Antoine a trois enfants. Denis, le mendiant errant en Inde. Christine, qui ne vient plus voir son père, ex-activiste et mère de la petite Léa à la tête pleine de mots.
Et enfin Alain qui est malade mental et qui va mourir dans un asile, où jusqu’à sa mort Léa sera presque la seule à lui rendre visite. Elle entretiendra avec l’oncle Alain un monologue, sur une ligne frontière dont nous ne savons plus où est délimité le normal de la folie, tant les normaux du monde nous prouvent chaque jour à travers l’actualité, à quel point ils sont fous et dangereux. Antoine est donc rongé par le remords, parce qu’il a placé Alain, son fils aliéné, un peu vite, il était médecin, il aurait pu nuancer les solutions, mais il avait été trop fier, trop soucieux des apparences, trop lâche.
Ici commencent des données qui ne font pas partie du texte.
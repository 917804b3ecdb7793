//! Application settings loaded from config.toml
//!
//! Every section and field has a default, so a missing section, or an empty
//! file, yields the stock behaviour.

use crate::core::insight::InsightThresholds;
use crate::errors::{Error, Result};
use serde::Deserialize;
use std::path::{Path, PathBuf};

/// Default location of the settings file.
pub const DEFAULT_CONFIG_PATH: &str = "config.toml";
/// Default location of the exported backend payload.
pub const DEFAULT_SNAPSHOT_PATH: &str = "data/snapshot.json";

/// Configuration structure representing the entire config.toml file
#[derive(Debug, Clone, Default, PartialEq, Eq, Deserialize)]
#[serde(default)]
pub struct AppConfig {
    /// Cut-offs for budget insights
    pub insights: InsightThresholds,
    /// Receipt list settings
    pub receipts: ReceiptSettings,
    /// Where the backend payload is read from
    pub snapshot: SnapshotSettings,
}

/// Receipt list settings
#[derive(Debug, Clone, PartialEq, Eq, Deserialize)]
#[serde(default)]
pub struct ReceiptSettings {
    /// Page size requested from the receipts endpoint
    pub fetch_limit: usize,
    /// Rows shown in the recent expenses list
    pub recent_limit: usize,
    /// Currency used for budget totals
    pub currency: String,
}

impl Default for ReceiptSettings {
    fn default() -> Self {
        Self {
            fetch_limit: 100,
            recent_limit: 5,
            currency: "THB".to_string(),
        }
    }
}

/// Snapshot location
#[derive(Debug, Clone, PartialEq, Eq, Deserialize)]
#[serde(default)]
pub struct SnapshotSettings {
    /// Path of the JSON payload
    pub path: PathBuf,
}

impl Default for SnapshotSettings {
    fn default() -> Self {
        Self {
            path: PathBuf::from(DEFAULT_SNAPSHOT_PATH),
        }
    }
}

/// Loads settings from a TOML file
///
/// # Arguments
/// * `path` - Path to the config.toml file
///
/// # Errors
/// Returns an error if:
/// - The file cannot be read
/// - The TOML syntax is invalid
/// - A field has the wrong type
pub fn load_config<P: AsRef<Path>>(path: P) -> Result<AppConfig> {
    let path_ref = path.as_ref();
    tracing::debug!("Attempting to load configuration from: {:?}", path_ref);
    let contents = std::fs::read_to_string(path_ref).map_err(|e| Error::Config {
        message: format!("Failed to read config file {}: {e}", path_ref.display()),
    })?;

    toml::from_str(&contents).map_err(|e| Error::Config {
        message: format!("Failed to parse {}: {e}", path_ref.display()),
    })
}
Quand Carole Zalberg fait parler la petite Léa voilà ce qu’on peut lire : « Je devais avoir 5 ou 6 ans, pas plus …J’avais l’air d’un petit garçon… Un adolescent très pâle avec des airs de chat écorché c’était entiché de moi. Je l’aimais et je n’ai pas aimé plus fort depuis… lorsque je l’apercevais enfin, je courais immédiatement vers lui. C’est l’âge où on peut encore faire ça : montrer qu’on n’était absolument rien avant l’apparition de la personne aimée ». Le cerveau d’Antoine à commencé à perdre du terrain le jour où Léa est née, ainsi, par une sorte de translation, du Papy à la petite-fille, une mémoire passe, une culpabilité aussi, une rédemption, de la haine, de l’amour. Quelques piques bien senties, aussi, comme celle sur certains soixante-huitards ou sur La Famille.
Léa : « J’ai toujours eu l’impression d’être une pièce de puzzle rangée dans la mauvaise boîte ».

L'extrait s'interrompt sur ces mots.